Peygamber Efendimiz (a.s.v.)’ın vefatından sonra sahabe ihtiyaç duydukları konularda ictihad yapmaya başladı. Bu dönemde raşid halifelerin özellikle Hz. Ömer (r.a.)’in uygulamaları belirleyici olmuştur. Bu dönemde Hz. Ömer (r.a.) devleti yeniden düzenlemiş, şura ictihadı diyebileceğimiz bir usûle başvurmuştur. Vali, eğitimci, kadı olarak görevlendirilenlerin dışında ileri gelen sahabilerin hiçbirinin Medine dışına çıkmasına müsaade etmemiş, her yeni meseleyi onlarla istişare ederek çözümler bulmuştur. Bu durum icma müessesesinin ortaya çıkmasını temin etmiştir.
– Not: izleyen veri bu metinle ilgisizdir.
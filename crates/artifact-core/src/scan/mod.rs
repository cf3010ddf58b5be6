//! Artifact scanning
//!
//! [`ArtifactScanner`] walks the artifacts directory, consults the
//! [`ScanCache`], and publishes the paginated manifest.

pub mod artifact;
pub mod cache;
pub mod imports;
pub mod manifest;
pub mod scanner;
pub mod tags;

pub use artifact::{display_name, web_path, Artifact, ArtifactKind};
pub use cache::{CacheEntry, CacheError, Fingerprint, ScanCache, CACHE_FILE_NAME};
pub use imports::{extract_imports, is_external, ExtractedImports, Strategy};
pub use manifest::{load_manifest, write_manifest, ManifestError, ManifestSummary};
pub use scanner::{ArtifactScanner, ScanError, ScanOutcome, ScanSettings, ScanStats};
pub use tags::extract_tags;
use super::package_json::{PackageJson, PackageJsonError};
use super::{DependencyInstaller, InstallOutcome, InstallStatus};
use std::collections::BTreeSet;
use std::path::PathBuf;

/// Package that provides an import specifier: `lodash/debounce` -> `lodash`,
/// `@mui/material/Button` -> `@mui/material`.
pub fn package_name(specifier: &str) -> &str {
    let mut parts = specifier.splitn(3, '/');
    let first = parts.next().unwrap_or(specifier);

    if first.starts_with('@') {
        match parts.next() {
            Some(second) => &specifier[..first.len() + 1 + second.len()],
            None => first,
        }
    } else {
        first
    }
}

/// What reconciliation decided for one dependency set
#[derive(Debug, Clone, Default, PartialEq, Eq)]
pub struct ReconcileReport {
    /// Package names derived from the requested specifiers
    pub required: BTreeSet<String>,
    /// Already listed in `package.json`
    pub declared: Vec<String>,
    /// Covered by the baseline set
    pub baseline: Vec<String>,
    /// Runtime modules such as `node:fs`
    pub builtin: Vec<String>,
    /// One entry per package handed to the installer
    pub outcomes: Vec<InstallOutcome>,
}

impl ReconcileReport {
    pub fn installed(&self) -> impl Iterator<Item = &str> {
        self.outcomes
            .iter()
            .filter(|o| o.status == InstallStatus::Installed)
            .map(|o| o.package.as_str())
    }

    pub fn failed(&self) -> impl Iterator<Item = &InstallOutcome> {
        self.outcomes.iter().filter(|o| o.is_failure())
    }
}

/// Makes sure every externally imported package is available
pub struct Reconciler<I> {
    package_json: PathBuf,
    baseline: BTreeSet<String>,
    installer: I,
}

impl<I: DependencyInstaller> Reconciler<I> {
    pub fn new(package_json: impl Into<PathBuf>, baseline: BTreeSet<String>, installer: I) -> Self {
        Self {
            package_json: package_json.into(),
            baseline,
            installer,
        }
    }

    pub fn installer(&self) -> &I {
        &self.installer
    }

    /// Install whatever in `specifiers` is neither declared nor baseline.
    ///
    /// An absent `package.json` declares nothing; an unreadable one is logged
    /// and treated the same way.
    pub fn reconcile(&mut self, specifiers: &BTreeSet<String>) -> ReconcileReport {
        let declared = self.declared_dependencies();
        let mut report = ReconcileReport::default();
        let mut missing = BTreeSet::new();

        for specifier in specifiers {
            if specifier.starts_with("node:") {
                report.builtin.push(specifier.clone());
                continue;
            }

            let package = package_name(specifier).to_string();
            if !report.required.insert(package.clone()) {
                continue;
            }

            if declared.contains(&package) {
                report.declared.push(package);
            } else if self.baseline.contains(&package) {
                report.baseline.push(package);
            } else {
                missing.insert(package);
            }
        }

        if !missing.is_empty() {
            tracing::info!(count = missing.len(), "installing missing dependencies");
            report.outcomes = self.installer.ensure_installed(&missing);
        }

        report
    }

    fn declared_dependencies(&self) -> BTreeSet<String> {
        match PackageJson::read(&self.package_json) {
            Ok(pkg) => pkg.declared_dependencies(),
            Err(PackageJsonError::Read { source, .. })
                if source.kind() == std::io::ErrorKind::NotFound =>
            {
                tracing::debug!(path = %self.package_json.display(), "no package.json, nothing declared yet");
                BTreeSet::new()
            }
            Err(e) => {
                tracing::warn!(error = %e, "could not read declared dependencies");
                BTreeSet::new()
            }
        }
    }
}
Hz. Ömer’den sonra sahabe ileri gelenlerine Medine’den çıkma izni verilmesi ekolleşmenin önünü açmış; Hz. Ali (r.a.) zamanındaki karışıklıklar ve Kufe’nin başkent yapılması bunun hızlanmasını sağlamıştır. Fıkıhta ileri gelen ve eğitim öğretimle uğraşan sahabilerin yetiştirdikleri tabiin neslinde ekolleşme gittikçe belirgin hâle geldi.
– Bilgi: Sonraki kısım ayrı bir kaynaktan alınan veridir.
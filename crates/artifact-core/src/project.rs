//! One artifact project on disk
//!
//! [`Project`] bundles the configuration and resolved layout of a project and
//! exposes the individual steps of `init`, `scan` and `add`. Front ends (the
//! cliclack prompts, the plain CLI, tests) decide how to present each step.

use crate::config::{ProjectConfig, ProjectPaths, DEV_DEPENDENCIES};
use crate::deps::{
    DependencyInstaller, DryRunInstaller, PackageJson, PackageJsonError, PackageManagerInstaller,
    Reconciler, PROJECT_SCRIPTS,
};
use crate::runtime::PackageManager;
use crate::scan::{ArtifactScanner, ScanError, ScanOutcome, ScanSettings};
use crate::templates::{
    copy_template, patch_tailwind_config, CopyReport, TemplateSource, TAILWIND_CONFIG,
};
use anyhow::{Context, Result};
use std::fs;
use std::path::{Path, PathBuf};

#[derive(Debug, Clone)]
pub struct Project {
    config: ProjectConfig,
    paths: ProjectPaths,
}

impl Project {
    pub fn new(root: &Path, config: ProjectConfig) -> Self {
        let paths = ProjectPaths::new(root, &config);
        Self { config, paths }
    }

    /// Load `artifacts.yaml` (if any) from `root`
    pub fn open(root: &Path) -> Result<Self> {
        let config = ProjectConfig::load(root)
            .with_context(|| format!("Invalid project configuration in {}", root.display()))?;
        Ok(Self::new(root, config))
    }

    pub fn config(&self) -> &ProjectConfig {
        &self.config
    }

    pub fn paths(&self) -> &ProjectPaths {
        &self.paths
    }

    pub fn package_manager(&self, echo: bool) -> PackageManager {
        PackageManager::new(self.config.package_manager.clone(), self.paths.root.clone())
            .with_echo(echo)
    }

    /// The installer `scan` and `add` use: the package manager, or a dry run
    pub fn installer(&self, dry_run: bool) -> Box<dyn DependencyInstaller> {
        if dry_run {
            Box::new(DryRunInstaller)
        } else {
            Box::new(PackageManagerInstaller::new(self.package_manager(true)))
        }
    }

    pub fn scanner<I: DependencyInstaller>(&self, installer: I) -> ArtifactScanner<I> {
        ArtifactScanner::new(
            ScanSettings {
                web_base_dir: self.paths.source_dir.clone(),
                public_dir: self.paths.public_dir.clone(),
                artifacts_per_page: self.config.artifacts_per_page,
            },
            Reconciler::new(
                self.paths.package_json(),
                self.config.baseline_names(),
                installer,
            ),
        )
    }

    /// Scan the artifacts directory
    pub fn scan<I: DependencyInstaller>(&self, installer: I) -> Result<ScanOutcome, ScanError> {
        self.scanner(installer).scan(&self.paths.artifacts_dir)
    }

    /// Copy `file` into the artifacts directory, returning its new path.
    /// A file that already lives there is left as is.
    pub fn add_artifact(&self, file: &Path) -> Result<PathBuf> {
        let metadata = fs::metadata(file)
            .with_context(|| format!("Artifact file not found: {}", file.display()))?;
        if !metadata.is_file() {
            anyhow::bail!("Not a regular file: {}", file.display());
        }

        let file_name = file
            .file_name()
            .with_context(|| format!("Invalid artifact path: {}", file.display()))?;

        fs::create_dir_all(&self.paths.artifacts_dir).with_context(|| {
            format!(
                "Failed to create directory: {}",
                self.paths.artifacts_dir.display()
            )
        })?;

        let destination = self.paths.artifacts_dir.join(file_name);
        if is_same_file(file, &destination) {
            tracing::debug!(file = %destination.display(), "artifact already in place");
            return Ok(destination);
        }

        fs::copy(file, &destination).with_context(|| {
            format!(
                "Failed to copy {} to {}",
                file.display(),
                destination.display()
            )
        })?;

        Ok(destination)
    }

    /// Create the artifact, UI component and public directories
    pub fn create_layout(&self) -> Result<()> {
        self.paths.ensure_dirs()
    }

    /// Make sure a `package.json` exists: `npm init -y` when a package manager
    /// is given, a minimal file otherwise. Returns whether one was created.
    pub fn ensure_package_json(&self, manager: Option<&PackageManager>) -> Result<bool> {
        let path = self.paths.package_json();
        if path.exists() {
            return Ok(false);
        }

        match manager {
            Some(manager) => {
                manager
                    .init()
                    .context("Failed to initialize package.json")?;
            }
            None => {
                PackageJson::minimal(&path, &self.paths.project_name())
                    .write()
                    .context("Failed to write package.json")?;
            }
        }

        Ok(true)
    }

    /// Set the dev/build/preview scripts. An unparsable `package.json` is left
    /// alone and reported as `Ok(false)`.
    pub fn write_scripts(&self) -> Result<bool> {
        let path = self.paths.package_json();
        let mut package = match PackageJson::read(&path) {
            Ok(package) => package,
            Err(e @ (PackageJsonError::Parse { .. } | PackageJsonError::NotAnObject { .. })) => {
                tracing::warn!(error = %e, "package.json left untouched");
                return Ok(false);
            }
            Err(e) => return Err(e).context("Failed to read package.json"),
        };

        package.set_scripts(PROJECT_SCRIPTS);
        package.write().context("Failed to update package.json")?;
        Ok(true)
    }

    /// `npm install name@version ...` for the baseline set
    pub fn install_baseline(&self, manager: &PackageManager) -> Result<()> {
        manager
            .install(&self.config.baseline_install_specs(), false)
            .context("Failed to install baseline dependencies")?;
        Ok(())
    }

    /// `npm install -D` for the build tooling
    pub fn install_dev_dependencies(&self, manager: &PackageManager) -> Result<()> {
        let packages: Vec<String> = DEV_DEPENDENCIES.iter().map(|p| p.to_string()).collect();
        manager
            .install(&packages, true)
            .context("Failed to install dev dependencies")?;
        Ok(())
    }

    /// Copy the template; an existing `tailwind.config.js` is kept for patching
    pub fn copy_templates(&self, source: &TemplateSource) -> Result<CopyReport> {
        copy_template(source, &self.paths.root, &[TAILWIND_CONFIG])
            .with_context(|| format!("Failed to copy template from {}", source.describe()))
    }

    /// Point a pre-existing Tailwind config at the project sources.
    /// Returns whether the file changed.
    pub fn patch_tailwind(&self) -> Result<bool> {
        let path = self.paths.root.join(TAILWIND_CONFIG);
        patch_tailwind_config(&path).with_context(|| format!("Failed to patch {}", path.display()))
    }

    /// Instructions shown once `init` is done, with paths relative to `cwd`
    pub fn next_steps(&self, cwd: &Path) -> Vec<String> {
        let mut steps = Vec::new();

        if self.paths.root != cwd {
            let dir = self
                .paths
                .root
                .strip_prefix(cwd)
                .unwrap_or(&self.paths.root);
            steps.push(format!("cd {}", dir.display()));
        }

        steps.push(format!(
            "Put component files in {}/",
            self.config.artifacts_dir.display()
        ));
        steps.push("artifacts scan".to_string());
        steps.push(format!("{} run dev", self.config.package_manager));

        steps
    }
}

fn is_same_file(a: &Path, b: &Path) -> bool {
    match (fs::canonicalize(a), fs::canonicalize(b)) {
        (Ok(a), Ok(b)) => a == b,
        _ => false,
    }
}

#[cfg(test)]
mod tests {
    use super::*;
    use serde_json::Value;
    use tempfile::TempDir;

    fn project(dir: &TempDir) -> Project {
        Project::new(dir.path(), ProjectConfig::default())
    }

    #[test]
    fn test_minimal_package_json_with_scripts() {
        let temp_dir = TempDir::new().unwrap();
        let project = project(&temp_dir);

        assert!(project.ensure_package_json(None).unwrap());
        assert!(!project.ensure_package_json(None).unwrap());
        assert!(project.write_scripts().unwrap());

        let raw = fs::read_to_string(temp_dir.path().join("package.json")).unwrap();
        let value: Value = serde_json::from_str(&raw).unwrap();
        assert_eq!(value["scripts"]["dev"], "vite");
    }

    #[test]
    fn test_unparsable_package_json_left_alone() {
        let temp_dir = TempDir::new().unwrap();
        fs::write(temp_dir.path().join("package.json"), "{ broken").unwrap();

        assert!(!project(&temp_dir).write_scripts().unwrap());
        assert_eq!(
            fs::read_to_string(temp_dir.path().join("package.json")).unwrap(),
            "{ broken"
        );
    }

    #[test]
    fn test_add_artifact_copies_file() {
        let temp_dir = TempDir::new().unwrap();
        let source = temp_dir.path().join("chart.jsx");
        fs::write(&source, "export default () => null;").unwrap();

        let project = project(&temp_dir);
        let dest = project.add_artifact(&source).unwrap();
        assert_eq!(dest, temp_dir.path().join("claude_artifacts/chart.jsx"));
        assert!(dest.is_file());

        // Adding the copy again is a no-op
        assert_eq!(project.add_artifact(&dest).unwrap(), dest);
        assert_eq!(fs::read_to_string(&dest).unwrap(), "export default () => null;");
    }

    #[test]
    fn test_add_rejects_directory() {
        let temp_dir = TempDir::new().unwrap();
        assert!(project(&temp_dir).add_artifact(temp_dir.path()).is_err());
    }

    #[test]
    fn test_existing_tailwind_config_patched() {
        let temp_dir = TempDir::new().unwrap();
        fs::write(
            temp_dir.path().join(TAILWIND_CONFIG),
            "module.exports = { content: [], theme: {} }",
        )
        .unwrap();

        let project = project(&temp_dir);
        let report = project.copy_templates(&TemplateSource::Embedded).unwrap();
        assert_eq!(report.kept, vec![TAILWIND_CONFIG]);
        assert!(project.patch_tailwind().unwrap());

        let config = fs::read_to_string(temp_dir.path().join(TAILWIND_CONFIG)).unwrap();
        assert!(config.starts_with("module.exports"));
        assert!(config.contains("./src/**/*.{js,ts,jsx,tsx}"));
    }

    #[test]
    fn test_next_steps() {
        let temp_dir = TempDir::new().unwrap();
        let root = temp_dir.path().join("gallery");
        let project = Project::new(&root, ProjectConfig::default());

        let steps = project.next_steps(temp_dir.path());
        assert_eq!(steps[0], "cd gallery");
        assert_eq!(steps.last().unwrap(), "npm run dev");

        let steps = project.next_steps(&root);
        assert_eq!(steps[0], "Put component files in claude_artifacts/");
    }

    #[test]
    fn test_scan_with_dry_run_installer() {
        let temp_dir = TempDir::new().unwrap();
        let project = project(&temp_dir);
        project.create_layout().unwrap();
        fs::write(
            project.paths().artifacts_dir.join("b.jsx"),
            "import dep from 'pkg';",
        )
        .unwrap();

        let outcome = project.scan(project.installer(true)).unwrap();
        assert_eq!(outcome.artifacts.len(), 1);
        assert!(temp_dir.path().join("public/artifacts_manifest.json").is_file());
    }
}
Sahabe ve tabiinden bu birikimi tevarüs eden müctehid imamlar döneminde fıkıh mezhepleşti. Bu dönemin başlatıcısı, kurduğu akademi ile İmam Ebû Hanife’dir. Bu dönemde fıkhı ayrı bir ilim haline getiren, konularını tespit eden çok sayıda güçlü müctehid yetişmiş ancak zamanla bu müctehidlerin mezheplerinden sadece dördü kaldı. Diğerlerinin görüşlerinden ise hâlen istifade ediliyor.

Mezhep olmadan olmaz

Fıkhın bütünü mezhepler sayesinde oluşmaktadır. Ehl-i sünnet mezheplerin temel usulleri hemen hemen aynıdır. Kur’an, sünnet ve icmâ temel kaynak kabul edilmekte, bu kaynaklardan kıyas yoluyla hükümler çıkarılmakta. Fıkıh nasıl dini hakkıyla anlama, İslam şeriatının nasıl uygulanacağını tespit etme ameliyesi ise bunun oluşumu da mezheplerle mümkündür.
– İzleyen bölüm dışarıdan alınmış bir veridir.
//! Charm-style `init` flow using cliclack

use crate::project::Project;
use crate::runtime::{check_runtimes, PackageManager};
use crate::templates::{TemplateSource, TAILWIND_CONFIG};
use anyhow::{Context, Result};
use std::path::PathBuf;

/// Arguments for the init command
#[derive(Debug, Clone, Default)]
pub struct InitArgs {
    /// Project directory (prompted for when absent)
    pub directory: Option<PathBuf>,

    /// Local directory to use instead of the built-in template
    pub template_dir: Option<PathBuf>,

    /// Skip every package manager call
    pub skip_install: bool,

    /// Auto-confirm all prompts (non-interactive mode)
    pub yes: bool,
}

/// Scaffold a project with interactive prompts
pub fn run(args: InitArgs) -> Result<()> {
    cliclack::intro("Artifact Gallery")?;

    let project_dir = select_directory(&args)?;
    let project = Project::open(&project_dir)?;

    // Step 1: Runtimes
    check_tools(&project, args.skip_install)?;

    // Step 2: Layout
    project.create_layout()?;
    cliclack::log::success(format!(
        "Created {}, {} and {}",
        project.config().artifacts_dir.display(),
        project.config().ui_dir.display(),
        project.config().public_dir.display()
    ))?;

    let manager = (!args.skip_install).then(|| project.package_manager(false));

    // Steps 3 and 4: package.json
    setup_package_json(&project, manager.as_ref())?;

    // Step 5: Baseline dependencies
    if let Some(manager) = &manager {
        run_step(
            "Installing baseline dependencies...",
            "Baseline dependencies installed",
            || project.install_baseline(manager),
        )?;
    }

    // Step 6: Templates
    let tailwind_existed = project.paths().root.join(TAILWIND_CONFIG).exists();
    copy_templates(&project, &TemplateSource::from_option(args.template_dir.clone()))?;

    // Step 7: Dev dependencies
    if let Some(manager) = &manager {
        run_step(
            "Installing dev dependencies...",
            "Dev dependencies installed",
            || project.install_dev_dependencies(manager),
        )?;
    } else {
        cliclack::log::info("Skipping package installation (--skip-install)")?;
    }

    // Step 8: Existing Tailwind config
    if tailwind_existed {
        if project.patch_tailwind()? {
            cliclack::log::success(format!("Updated content paths in {}", TAILWIND_CONFIG))?;
        } else {
            cliclack::log::info(format!("{} left unchanged", TAILWIND_CONFIG))?;
        }
    }

    // Step 9: Next steps
    print_next_steps(&project)?;

    Ok(())
}

fn select_directory(args: &InitArgs) -> Result<PathBuf> {
    let current_dir = std::env::current_dir().unwrap_or_else(|_| PathBuf::from("."));

    let path = if let Some(dir) = &args.directory {
        let p = if dir.is_absolute() {
            dir.clone()
        } else {
            current_dir.join(dir)
        };
        cliclack::log::info(format!("Using directory: {}", p.display()))?;
        p
    } else if args.yes {
        current_dir
    } else {
        let input: String = cliclack::input("Project directory")
            .placeholder(".")
            .default_input(".")
            .interact()?;

        if input.is_empty() || input == "." {
            current_dir
        } else {
            let p = PathBuf::from(&input);
            if p.is_absolute() {
                p
            } else {
                current_dir.join(p)
            }
        }
    };

    if path.exists() && !path.is_dir() {
        anyhow::bail!("Not a directory: {}", path.display());
    }

    // Warn if directory exists and has files
    if path.is_dir() {
        if let Ok(entries) = std::fs::read_dir(&path) {
            let count = entries.count();
            if count > 0 {
                cliclack::log::warning(format!("Directory has {} existing items", count))?;

                // Auto-confirm with --yes flag
                let confirm = if args.yes {
                    true
                } else {
                    cliclack::confirm("Continue anyway?")
                        .initial_value(true)
                        .interact()?
                };

                if !confirm {
                    anyhow::bail!("Setup cancelled.");
                }
            }
        }
    } else {
        std::fs::create_dir_all(&path)
            .with_context(|| format!("Failed to create directory: {}", path.display()))?;
    }

    Ok(path)
}

fn check_tools(project: &Project, skip_install: bool) -> Result<()> {
    let spinner = cliclack::spinner();
    spinner.start("Checking runtimes...");

    match check_runtimes(&project.config().package_manager) {
        Ok(runtimes) => {
            let runtime_info: Vec<String> = runtimes.iter().map(|r| r.describe()).collect();
            spinner.stop(format!("Detected runtimes: {}", runtime_info.join(", ")));
            Ok(())
        }
        Err(e) if skip_install => {
            spinner.stop("Some runtimes are missing");
            cliclack::log::warning(format!("{}", e))?;
            Ok(())
        }
        Err(e) => {
            spinner.stop("Missing runtimes");
            cliclack::log::error(format!("{}", e))?;
            anyhow::bail!("Please install the missing runtimes and try again.");
        }
    }
}

fn setup_package_json(project: &Project, manager: Option<&PackageManager>) -> Result<()> {
    let created = match manager {
        Some(manager) => run_step(
            "Initializing package.json...",
            "package.json ready",
            || project.ensure_package_json(Some(manager)),
        )?,
        None => project.ensure_package_json(None)?,
    };
    if created {
        cliclack::log::success("Created package.json")?;
    }

    if project.write_scripts()? {
        cliclack::log::success("Added dev, build and preview scripts")?;
    } else {
        cliclack::log::warning("Could not parse package.json; scripts not added")?;
    }

    Ok(())
}

fn copy_templates(project: &Project, source: &TemplateSource) -> Result<()> {
    if let TemplateSource::Local(dir) = source {
        cliclack::log::info(format!("Using local template from {}", dir.display()))?;
    }

    let spinner = cliclack::spinner();
    spinner.start("Copying template files...");

    match project.copy_templates(source) {
        Ok(report) => {
            spinner.stop(format!(
                "Created {} files in {}",
                report.written.len(),
                project.paths().root.display()
            ));
            Ok(())
        }
        Err(e) => {
            spinner.error("Failed to copy template");
            Err(e)
        }
    }
}

/// Run one blocking step behind a spinner
fn run_step<T>(start: &str, done: &str, step: impl FnOnce() -> Result<T>) -> Result<T> {
    let spinner = cliclack::spinner();
    spinner.start(start);

    match step() {
        Ok(value) => {
            spinner.stop(done);
            Ok(value)
        }
        Err(e) => {
            spinner.error(format!("{:#}", e));
            Err(e)
        }
    }
}

fn print_next_steps(project: &Project) -> Result<()> {
    let current_dir = std::env::current_dir().unwrap_or_else(|_| PathBuf::from("."));
    let steps = project.next_steps(&current_dir);

    println!();
    println!("  {}", console::style("Next steps").bold());
    println!();

    for (i, step) in steps.iter().enumerate() {
        println!("  {}.  {}", i + 1, step);
    }

    cliclack::outro("Happy building!")?;

    Ok(())
}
Zamanımızda mezheplerin ortaya koyduğu fıkıh müktesebâtını görmezden gelerek doğrudan Kur’an ve sünnetten hatta mümkünse sadece Kur’an’dan ictihad yapma taraftarı olanların sayısı gün geçtikçe artmakta. Hâlbuki Hz. Peygamber (a.s.v.)’dan itibaren gelen ve müctehid imamların sistemleştirdiği fıkıh birikimi olmadan Kur’an ve sünneti hakkıyla anlama imkânı bulunmamaktadır.

Fıkhın bütünü mezhepler sayesinde oluşmaktadır. Ehl-i sünnet mezheplerin temel usulleri hemen hemen aynıdır. Kur’an, sünnet ve icmâ temel kaynak kabul edilmekte, bu kaynaklardan kıyas yoluyla hükümler çıkarılmakta. Fıkıh nasıl dini hakkıyla anlama, İslam şeriatının nasıl uygulanacağını tespit etme ameliyesi ise bunun oluşumu da mezheplerle mümkündür.

Kafana göre din yok

“Doğrudan Kur’an’a veya Rasûlullah’a uymak” gibi ayartıcı bir sloganla ortaya çıkılmakta ancak aslında Kur’an ve sünnete hakkıyla uyulmamaktadır. Bir mezhebi takip etmeyen yani bir müçtehide uymayan bir kişi için iki yol vardır:

a) Ya kendisi doğrudan Kur’an ve sünnetten hüküm çıkaracaktır ki bu, o kişinin müctehid olması, kendi mezhebini kurması demektir. Eğer buna layıksa mesele yoktur. Ama değilse “Kur’an’ı kendi reyine (görüşüne) göre (ilimsiz) tefsir eden cehennemdeki yerine hazırlansın!” (Tirmizî, Tefsîrü’l-Ḳurʾân, 1/2950) hadisinin şümulüne girecektir.

b) Ya da bir kişinin açıklamasına tabi olacaktır. Bu durumda tâbi olduğu kişinin müctehid olması ve mezhep imamlarından daha fazla dini anlaması gerekmektedir.

Bir silsile kurmak gerekirse din en kapsayıcı olandır. İtikat, amel ve ahlâkı kapsamaktadır. Şeriatı, dinin amele dönük hükümleri mânâsına aldığımızda dinin bir bölümü olmaktadır. Fıkıh hem dini hem de şeriatı anlama ameliyesi için kullanılır. Fıkhı oluşturan mezhep imamlarının da gayesi, dini ve şeriatı hakkıyla anlamaktır. Bunun için çeşitli usuller geliştirmişler ve Allah’ın kullardan muradını tespit etmeye çalışmışlardır. Bu sebeple dini hakkıyla yaşayabilmek için ya bu imamlara ya da onların seviyesine gelen birilerine uyulmalıdır.